MincePiesAndStilton · 11/01/2025 09:56

If you’re in a senior role, presumably you are paid well. Make your life easier and use the childcare.

Ellie1015 · 11/01/2025 09:58

He has asked for compressed hours and been told no so that is not happening. Childcare on the 5th day seems necessary.

If he works 9-5 then of course he does the drop off and pick ups. You can possibly if out if the house 8-6. He is being very unreasonable about that.

EBoo80 · 11/01/2025 10:00

You are being SO reasonable. Men ‘finding it hard to ask’ is a self-fulfilling prophecy that feeds into unequal workplace cultures. He should interrogate his feelings about this. If his employers actually say no, then you have a backup plan, but him refusing to ask would make me lose some respect for him as a partner.

Ellie1015 · 11/01/2025 10:06

He is being ridiculous, it might be stressful for him but for you it is physically impossible. What is his solution? You go to work late everyday? How does he think that will play out??

MissDeborah · 11/01/2025 10:09

If Op needs to work 8-6 she should just go out at 7.30 and leave the lazy git to cope.
Let's face it men do it all the time!!
He is being VVU
Essentially he wants a nice stress free life whilst Op is on her knees.
This would be LTB territory for me

LegoBingo · 11/01/2025 10:11

MissDeborah · 11/01/2025 10:09

If Op needs to work 8-6 she should just go out at 7.30 and leave the lazy git to cope.
Let's face it men do it all the time!!
He is being VVU
Essentially he wants a nice stress free life whilst Op is on her knees.
This would be LTB territory for me

He's doing a full time job not lazing around in a spa. Agree he needs to be picking up household duties so it's fair

MissDeborah · 11/01/2025 10:12

LegoBingo · 11/01/2025 10:11

He's doing a full time job not lazing around in a spa. Agree he needs to be picking up household duties so it's fair

I didn't say a FT job was lazy just refusing to deal with his own children certainly is.

BarbaraHoward · 11/01/2025 10:24

MissDeborah · 11/01/2025 10:12

I didn't say a FT job was lazy just refusing to deal with his own children certainly is.

Exactly. He doesn't want to do drop off at 8 when he starts work at 9 from home because it would mean getting his own children ready? Pah.

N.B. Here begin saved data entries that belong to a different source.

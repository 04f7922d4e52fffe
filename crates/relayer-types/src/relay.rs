// Copyright 2022 Webb Technologies Inc.
//
// Licensed under the Apache License, Version 2.0 (the "License");
// you may not use this file except in compliance with the License.
// You may obtain a copy of the License at
//
// http://www.apache.org/licenses/LICENSE-2.0
//
// Unless required by applicable law or agreed to in writing, software
// distributed under the License is distributed on an "AS IS" BASIS,
// WITHOUT WARRANTIES OR CONDITIONS OF ANY KIND, either express or implied.
// See the License for the specific language governing permissions and
// limitations under the License.

use ethers::types::{Address, Bytes, H256, U256};
use serde::{Deserialize, Serialize};

/// The call the client wants to get executed through the forwarder.
#[derive(Debug, Clone, PartialEq, Eq, Serialize, Deserialize)]
#[serde(rename_all = "camelCase")]
pub struct ForwardRequest {
    pub from: Address,
    pub to: Address,
    pub value: U256,
    pub gas: U256,
    pub nonce: U256,
    pub data: Bytes,
    pub valid_until: U256,
}

/// Fee terms and routing of a relayed call.
#[derive(Debug, Clone, PartialEq, Eq, Serialize, Deserialize)]
#[serde(rename_all = "camelCase")]
pub struct RelayData {
    pub gas_price: U256,
    pub pct_relay_fee: U256,
    pub base_relay_fee: U256,
    pub relay_worker: Address,
    pub paymaster: Address,
    pub forwarder: Address,
    pub paymaster_data: Bytes,
    pub client_id: U256,
}

#[derive(Debug, Clone, PartialEq, Eq, Serialize, Deserialize)]
#[serde(rename_all = "camelCase")]
pub struct RelayRequest {
    pub request: ForwardRequest,
    pub relay_data: RelayData,
}

/// Everything that is not signed by the client as part of the request.
#[derive(Debug, Clone, PartialEq, Eq, Serialize, Deserialize)]
#[serde(rename_all = "camelCase")]
pub struct RelayMetadata {
    pub approval_data: Bytes,
    pub relay_hub_address: Address,
    /// Highest worker nonce the client accepts for this call.
    pub relay_max_nonce: u64,
    pub signature: Bytes,
}

/// Body of `POST /relay`.
#[derive(Debug, Clone, PartialEq, Eq, Serialize, Deserialize)]
#[serde(rename_all = "camelCase")]
pub struct RelayTransactionRequest {
    pub relay_request: RelayRequest,
    pub metadata: RelayMetadata,
}

/// Response of `POST /relay`.
#[derive(Debug, Clone, PartialEq, Eq, Serialize, Deserialize)]
#[serde(rename_all = "camelCase")]
pub struct RelayTransactionResponse {
    /// The signed `relayCall` transaction, RLP encoded.
    pub signed_tx: Bytes,
    pub tx_hash: H256,
    pub nonce: u64,
}

/// Response of `GET /getaddr`.
#[derive(Debug, Clone, PartialEq, Eq, Serialize, Deserialize)]
#[serde(rename_all = "camelCase")]
pub struct PingResponse {
    pub relay_worker_address: Address,
    pub relay_manager_address: Address,
    pub relay_hub_address: Address,
    pub owner_address: Option<Address>,
    pub min_gas_price: U256,
    pub max_acceptance_budget: U256,
    pub chain_id: u64,
    pub ready: bool,
    pub version: String,
}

Catapultaway · 11/01/2025 10:31

I'm confused as to why anything needs to change to be honest. Option a is that you do the same compressed hours as before, which was 8 till 6? Who is doing drop offs and pick ups currently... can't be you, you're working?
It seems he's asked his boss, his boss has told him his views... which are not uncommon, do you doubt this is true?